Selain itu, ada banyak laporan kasus ringan menjadi parah dalam waktu singkat. Karena itu, menanggapi pasien di hotel/fasilitas, yang disediakan bukan sekadar masalah menyiapkan tempat tidur saja. Tetapi, pengadaan staf medis seperti dokter, perawat, dan peralatan medis, seperti peralatan pelindung infeksi (walaupun itu tidak mudah).

Saat ini, ada kebijakan bahwa dokter dan perawat akan ditempatkan di fasilitas/hotel tersebut.

Di fasilitas hotel tersebut, pasien mengganti seprai dan membersihkan kamar sendiri. Makanan disediakan dengan kotak bento. Kunjungan tidak dimungkinkan, karena penyakit dapat tertramsmisi ke orang lain. Pasien tidak bayar 100 persen biaya hotel dan pengobatannya (mungkin akan mengacu kepada sistem askes di Jepang).

Jika tidak ada ledakan infeksi (overshoot), apakah keruntuhan medis tidak akan terjadi?

Tanpa menunggu ledakan infeksi (yang menyebabkan peningkatan mendadak jumlah pasien), situasi saat ini berada di ambang kehancuran medis.

Ada banyak laporan tentang kasus yang menularkan ke staf medis, seperti dokter dan perawat. Akibatnya, tenaga medis tersebut menunggu di rumah selama dua minggu (dikarantina). Akhirnya, berkurangnya staf medis telah menyebabkan beberapa kasus serius seperti konsultasi rawat jalan dan ambulans telah dihentikan selama lebih dari dua minggu di rumah sakit.
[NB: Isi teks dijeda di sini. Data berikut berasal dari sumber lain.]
impl<'a> Documents<'a> {
    /// Prepares a run over `paths`.
    #[must_use]
    pub fn new(
        paths: Vec<PathBuf>,
        loader: &'a dyn DocumentLoader,
        config: &'a ReportConfig,
        progress: Arc<dyn ProgressCallback>,
    ) -> Self {
        progress.set_total(paths.len() as u64);
        Self {
            paths: paths.into_iter(),
            loader,
            config,
            progress,
            summary: RunSummary::default(),
        }
    }

    /// Finishes progress reporting and returns the summary.
    #[must_use]
    pub fn into_summary(self) -> RunSummary {
        self.progress.finish(format!(
            "{} of {} documents contributed",
            self.summary.contributed, self.summary.attempted
        ));
        log::info!("{}", self.summary);
        self.summary
    }

    /// Adapts the run to yield one national record per document.
    #[must_use]
    pub const fn national_records(self) -> NationalRecords<'a> {
        NationalRecords { documents: self }
    }
}

impl Iterator for Documents<'_> {
    type Item = Result<ExtractedDocument, ReportError>;

    fn next(&mut self) -> Option<Self::Item> {
        loop {
            let path = self.paths.next()?;
            self.summary.attempted += 1;
            self.progress.set_message(
                path.file_name()
                    .map_or_else(String::new, |n| n.to_string_lossy().into_owned()),
            );

            let outcome = self
                .loader
                .load(&path)
                .map_err(ReportError::from)
                .and_then(|doc| process_document(&path, &doc, self.config));
            self.progress.inc(1);

            match outcome {
                Ok(extracted) => {
                    self.summary.contributed += 1;
                    return Some(Ok(extracted));
                }
                Err(e) if e.is_recoverable() => {
                    log::warn!("Skipping {}: {e}", path.display());
                    self.summary.skipped.push(SkippedDocument {
                        path,
                        reason: e.to_string(),
                    });
                }
                Err(e) => {
                    log::error!("Stopping at {}: {e}", path.display());
                    return Some(Err(e));
                }
            }
        }
    }
}

/// A [`Documents`] run yielding national records.
pub struct NationalRecords<'a> {
    documents: Documents<'a>,
}

impl NationalRecords<'_> {
    /// Finishes progress reporting and returns the summary.
    #[must_use]
    pub fn into_summary(self) -> RunSummary {
        self.documents.into_summary()
    }
}

impl Iterator for NationalRecords<'_> {
    type Item = Result<NationalRecord, ReportError>;

    fn next(&mut self) -> Option<Self::Item> {
        self.documents
            .next()
            .map(|result| result.map(|doc| doc.national))
    }
}

/// Builds the national time series for every document in `dir` matching
/// `pattern`.
///
/// # Errors
///
/// Returns a [`RunFailure`] carrying [`ReportError::NoInput`] if nothing
/// matches, or the first non-recoverable error raised by a document
/// together with the counts reached so far.
pub fn run_national(
    dir: &Path,
    pattern: &str,
    loader: &dyn DocumentLoader,
    config: &ReportConfig,
    progress: Arc<dyn ProgressCallback>,
) -> Result<(TimeSeries, RunSummary), RunFailure> {
    let paths = discover_documents(dir, pattern)?;
    let mut records = Documents::new(paths, loader, config, progress).national_records();

    let mut collected = Vec::new();
    let mut failure = None;
    for record in records.by_ref() {
        match record {
            Ok(record) => collected.push(record),
            Err(error) => {
                failure = Some(error);
                break;
            }
        }
    }

    let summary = records.into_summary();
    if let Some(error) = failure {
        return Err(RunFailure { error, summary });
    }
    Ok((TimeSeries::from_records(collected), summary))
}

/// Collects dated province rows for every document in `dir` matching
/// `pattern`.
///
/// # Errors
///
/// Same as [`run_national`].
pub fn run_provinces(
    dir: &Path,
    pattern: &str,
    loader: &dyn DocumentLoader,
    config: &ReportConfig,
    progress: Arc<dyn ProgressCallback>,
) -> Result<(Vec<ProvinceRecord>, RunSummary), RunFailure> {
    let paths = discover_documents(dir, pattern)?;
    let mut documents = Documents::new(paths, loader, config, progress);

    let mut records = Vec::new();
    let mut failure = None;
    for doc in documents.by_ref() {
        match doc {
            Ok(doc) => records.extend(doc.province_records()),
            Err(error) => {
                failure = Some(error);
                break;
            }
        }
    }

    let summary = documents.into_summary();
    if let Some(error) = failure {
        return Err(RunFailure { error, summary });
    }
    records.sort_by(|a, b| a.date.cmp(&b.date).then(a.province.cmp(&b.province)));
    Ok((records, summary))
}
Penyebab keruntuhan medis lainnya:

  1. Kurangnya peralatan medis yang diperlukan untuk pemeriksaan dan konsultasi membuat sulit untuk menyediakan perawatan yang diperlukan.
  2. Karena virus corona mudah tertransmisi ke orang lain, perlu ruang tekanan negatif atau ruang pribadi yang berventilasi baik. Juga dibutuhkan ruang bagi dokter dan perawat untuk mengganti pakaian pelindung. Oleh Karena itu, dibutuhkan banyak ruang fisik. Dengan kata lain, efeknya mempengaruhi pasien dengan semua penyakit.

Kondisi medis di Tokyo saat ini dalam kondisi para profesional medis semakin menumpuk kelelahannya, situasinya semakin parah. Jadi, sudah berada dalam situasi kritis seperti ini, tanpa menunggu ledakan infeksi (overshoot) dimana jumlah pasien meningkat sekaligus, keruntuhan medis pun bisa terjadi.
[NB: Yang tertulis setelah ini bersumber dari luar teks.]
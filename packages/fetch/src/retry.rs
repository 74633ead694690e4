//! HTTP retry for transient errors.
//!
//! Every download goes through [`send_bytes`], which retries connection
//! failures, timeouts, HTTP 429 and HTTP 5xx with exponential backoff.
//! Other 4xx responses are permanent and returned immediately as
//! [`FetchError::Status`] so the caller can move on to the next file
//! name.

use std::time::Duration;

use crate::FetchError;

/// Maximum number of retry attempts for transient errors.
///
/// With backoff of 2s, 4s, 8s, 16s the total wait before giving up is
/// 30 seconds.
const MAX_RETRIES: u32 = 4;

/// Sends the request built by `build_request` and returns the response
/// body.
///
/// The closure is called on each attempt since request builders are
/// consumed by `.send()`.
///
/// # Errors
///
/// Returns [`FetchError::Status`] for non-retryable statuses or
/// [`FetchError::Http`] if the request fails after all retries.
#[allow(clippy::future_not_send)]
pub async fn send_bytes<F>(build_request: F) -> Result<Vec<u8>, FetchError>
where
    F: Fn() -> reqwest::RequestBuilder,
{
    let response = send_inner(&build_request, MAX_RETRIES).await?;
    let bytes = response.bytes().await?;
    Ok(bytes.to_vec())
}

#[allow(clippy::future_not_send)]
async fn send_inner<F>(
    build_request: &F,
    max_retries: u32,
) -> Result<reqwest::Response, FetchError>
where
    F: Fn() -> reqwest::RequestBuilder,
{
    let mut attempt = 0;
    loop {
        if attempt > 0 {
            let delay = backoff(attempt);
            log::warn!("  retry {attempt}/{max_retries} in {delay:?}...");
            tokio::time::sleep(delay).await;
        }

        match build_request().send().await {
            Err(e) => {
                if is_transient(&e) && attempt < max_retries {
                    log::warn!("  transient error: {e}");
                    attempt += 1;
                    continue;
                }
                return Err(FetchError::Http(e));
            }
            Ok(response) => {
                let status = response.status();
                let retryable = status == reqwest::StatusCode::TOO_MANY_REQUESTS
                    || status.is_server_error();

                if retryable && attempt < max_retries {
                    log::warn!("  HTTP {status}");
                    attempt += 1;
                    continue;
                }

                if status.is_client_error() || status.is_server_error() {
                    return Err(FetchError::Status {
                        url: response.url().to_string(),
                        status: status.as_u16(),
                    });
                }

                return Ok(response);
            }
        }
    }
}

/// Delay before retry number `attempt` (1-based): 2s, 4s, 8s, ...
fn backoff(attempt: u32) -> Duration {
    Duration::from_secs(1u64 << attempt.min(6))
}

/// Returns `true` if the error is likely transient and worth retrying.
fn is_transient(e: &reqwest::Error) -> bool {
    e.is_timeout() || e.is_connect() || e.is_body() || e.is_request()
}

#[cfg(test)]
mod tests {
    use super::*;

    #[test]
    fn backoff_doubles() {
        assert_eq!(backoff(1), Duration::from_secs(2));
        assert_eq!(backoff(2), Duration::from_secs(4));
        assert_eq!(backoff(4), Duration::from_secs(16));
        assert_eq!(backoff(40), Duration::from_secs(64));
    }
}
Apa yang akan terjadi jika pasien meningkat secara eksplosif di masa depan?

Melihat situasi di New York (Amerika Serikat), Italia, dan Spanyol, saya merasa takut dan khawatir.
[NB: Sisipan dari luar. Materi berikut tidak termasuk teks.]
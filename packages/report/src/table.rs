//! Named-column table used while cleaning a report.
//!
//! Each operation consumes the table and returns a new one, so a cleaning
//! pass reads as a chain of steps.

use nicd_pdf::RawTable;
use nicd_report_models::{CanonicalColumn, ColumnName};

use crate::columns::ColumnAliases;

/// One table cell.
#[derive(Debug, Clone, PartialEq, Eq)]
pub enum Cell {
    /// Whitespace-folded cell text.
    Text(String),
    /// A blank cell.
    Missing,
}

impl Cell {
    /// Returns the cell text, or `None` for a missing cell.
    #[must_use]
    pub fn text(&self) -> Option<&str> {
        match self {
            Self::Text(s) => Some(s),
            Self::Missing => None,
        }
    }

    /// Returns `true` for [`Cell::Missing`].
    #[must_use]
    pub const fn is_missing(&self) -> bool {
        matches!(self, Self::Missing)
    }
}

/// A table with normalized column names.
#[derive(Debug, Clone, PartialEq, Eq)]
pub struct Table {
    columns: Vec<ColumnName>,
    rows: Vec<Vec<Cell>>,
}

impl Table {
    /// Builds a table from pre-normalized columns and rows.
    ///
    /// Rows are truncated or padded with [`Cell::Missing`] to the column
    /// count.
    #[must_use]
    pub fn new(columns: Vec<ColumnName>, rows: Vec<Vec<Cell>>) -> Self {
        let width = columns.len();
        let rows = rows
            .into_iter()
            .map(|mut row| {
                row.resize(width, Cell::Missing);
                row
            })
            .collect();
        Self { columns, rows }
    }

    /// Normalizes the header of an extracted table.
    ///
    /// A header that normalizes to an empty name drops its column, and when
    /// two headers normalize to the same name only the first is kept.
    /// Columns named `date` or `id` are dropped too: both are assigned to a
    /// record after aggregation and never read from the table.
    #[must_use]
    pub fn from_raw(raw: RawTable, aliases: &ColumnAliases) -> Self {
        let (header, raw_rows) = raw.into_parts();

        let mut columns: Vec<ColumnName> = Vec::with_capacity(header.len());
        let mut keep: Vec<usize> = Vec::with_capacity(header.len());
        for (idx, raw_name) in header.iter().enumerate() {
            let name = aliases.normalize(raw_name);
            if name.as_str().trim_matches('_').is_empty() {
                log::debug!("Dropping unnamed column {idx}");
                continue;
            }
            if matches!(
                name,
                ColumnName::Canonical(CanonicalColumn::Date | CanonicalColumn::Id)
            ) {
                log::warn!("Dropping '{raw_name}' column, {name} is assigned per record");
                continue;
            }
            if columns.contains(&name) {
                log::warn!("Duplicate column '{name}' (from '{raw_name}'), keeping the first");
                continue;
            }
            columns.push(name);
            keep.push(idx);
        }

        let rows = raw_rows
            .into_iter()
            .map(|row| {
                keep.iter()
                    .map(|&idx| row.get(idx).map_or(Cell::Missing, |s| Cell::Text(s.clone())))
                    .collect()
            })
            .collect();

        Self { columns, rows }
    }

    /// Normalized column names, in table order.
    #[must_use]
    pub fn columns(&self) -> &[ColumnName] {
        &self.columns
    }

    /// Data rows, each as wide as [`Table::columns`].
    #[must_use]
    pub fn rows(&self) -> &[Vec<Cell>] {
        &self.rows
    }

    /// Position of a column, if present.
    #[must_use]
    pub fn column_index(&self, name: &ColumnName) -> Option<usize> {
        self.columns.iter().position(|c| c == name)
    }

    /// Keeps the rows for which `keep` returns `true`.
    #[must_use]
    pub fn filter_rows(self, mut keep: impl FnMut(&[Cell]) -> bool) -> Self {
        Self {
            columns: self.columns,
            rows: self.rows.into_iter().filter(|row| keep(row)).collect(),
        }
    }

    /// Turns whitespace-only text cells into [`Cell::Missing`].
    #[must_use]
    pub fn mark_missing(self) -> Self {
        let rows = self
            .rows
            .into_iter()
            .map(|row| {
                row.into_iter()
                    .map(|cell| match cell {
                        Cell::Text(s) if s.trim().is_empty() => Cell::Missing,
                        other => other,
                    })
                    .collect()
            })
            .collect();
        Self {
            columns: self.columns,
            rows,
        }
    }

    /// Drops every column that has at least one [`Cell::Missing`].
    #[must_use]
    pub fn drop_incomplete_columns(self) -> Self {
        let complete: Vec<bool> = (0..self.columns.len())
            .map(|idx| self.rows.iter().all(|row| !row[idx].is_missing()))
            .collect();

        for (name, _) in self.columns.iter().zip(&complete).filter(|(_, ok)| !**ok) {
            log::debug!("Dropping incomplete column '{name}'");
        }

        let columns = self
            .columns
            .into_iter()
            .zip(&complete)
            .filter_map(|(name, ok)| ok.then_some(name))
            .collect();
        let rows = self
            .rows
            .into_iter()
            .map(|row| {
                row.into_iter()
                    .zip(&complete)
                    .filter_map(|(cell, ok)| ok.then_some(cell))
                    .collect()
            })
            .collect();

        Self { columns, rows }
    }

    /// Renders the table as plain strings (missing cells empty), with the
    /// normalized header first.
    #[must_use]
    pub fn to_records(&self) -> Vec<Vec<String>> {
        std::iter::once(self.columns.iter().map(ToString::to_string).collect())
            .chain(self.rows.iter().map(|row| {
                row.iter()
                    .map(|c| c.text().unwrap_or_default().to_string())
                    .collect()
            }))
            .collect()
    }
}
Seperti yang kita lihat dari contoh-contoh di kota itu, gangguan medis lebih dari sekadar krisis di pihak rumah sakit. Masalahnya pasien tidak dapat menerima perawatan medis yang diperlukan (tidak hanya untuk pasien dengan virus corona, tetapi juga untuk penyakit lain). Ini adalah krisis yang sangat serius.

Ini harus dihindari bagaimanapun caranya!

Apa yang harus saya lakukan untuk mencegah keruntuhan medis?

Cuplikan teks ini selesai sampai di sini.